Page 4 of Double or Nothing

No. That wasn’t it. It was me. The baby who cried too much. The kid who needed too much.

“You’ve got to be fucking kidding me.” More laughter. “They paid you for that shit you sing?”

The lights flicker on and his enraged face is closer than I expected it to be. And there sure as hell isn’t an ounce of pride on it. Hatred maybe, but sure as hell not pride.

Wanting nothing more than to end this moment, to be able to enjoy what up until now had been a great night, I pull out the wad of cash from my pocket.

“Here, take it,” I tell him as I shove it toward him.

He yanks the money from my hand and counts it. “Five hundred bucks? They gave you five hundred bucks? They fucking stupid?”

“I’m good, Dad. I’m really good. People want me to play for them.”

“Bunch of fucking morons. All of them.”

I don’t know why I try. I could have walked through that door with a record contract in my hand and he still wouldn’t have believed me. He still would have told me that I am a failure. The man hates me. I need to quit trying to change that and just accept it because there isn’t a damn thing that I can do to change his stubborn pig-headed mind.

If I’m lucky, if I keep my mouth shut and just walk away, maybe he won’t take a swing. Maybe I can go to bed and have sweet dreams about how amazing tonight was rather than nightmares about what he turned my life into.

“Good night, Dad,” I say as I try to move past him. He steps in front of me, that look of hatred evident and gleaming in his eyes as if he gets some sick fucking thrill out of this. “Don’t do this.”

“Do what?” he asks. His hands press on my shoulders and knock me into the wall.

My perfect night shot to hell because of this prick. I always told myself not to hit back. Not to fight him because no matter what, he’s still my dad.

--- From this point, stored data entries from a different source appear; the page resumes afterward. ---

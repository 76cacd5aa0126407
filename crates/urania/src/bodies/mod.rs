pub mod points;
pub mod resolver;

pub use points::{DerivedPoint, Point};
pub use resolver::{
    classify, classify_all, derive_points, find_point, format_position, resolve_bodies,
    resolve_points, CelestialBody, ResolvedPoint,
};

This is it. The final straw. The last moment.

Fuck that. Fuck him.

“Stop.” It’s an order, not that he’ll listen to it.

“Or what?”

The challenge of his words makes me snap.

“Or this,” I respond, my arm cocked back and ready to punch him. I don’t even hesitate, I just let my arms go, my first connecting with his face.

Every ounce of rage I have ever felt for this man takes over. My fist pounds into his face, his sides, his stomach. Anywhere I can reach him, I hit him. Years of taking the abuse and neglect because I thought I had to – gone.

I hate that I’m using violence. A part of me feels no better than he is. But loving it all the same. Finally. Finally, I can show him exactly what he’s done to me.

When I step back, deeming it enough, I look at the man on the ground. Weak, beaten, and nothing like I ever want to be.

I turn to leave. To get the hell out of here before I do anything else. My skin cringes at the feel of his hands on me. The shove against the door, my head hitting the trim, leaving me slightly dazed. I turn back to him and see the rage in his eyes.

Everything I give him, he gives me right back, until we’re both exhausted.

“Get out of my house,” he spits out at me.

“Gladly,” I tell him, storming to the door and slamming it behind me.

He’ll drink away the pain, pass out, and then while he’s in a drunken coma, I’ll come to collect my things.

Chapter 3

Kat

My heart sinks as I watch Sutton walk up the sidewalk. Bruises — his eye nearly purple and swollen. There’s dried blood in the corner of his mouth.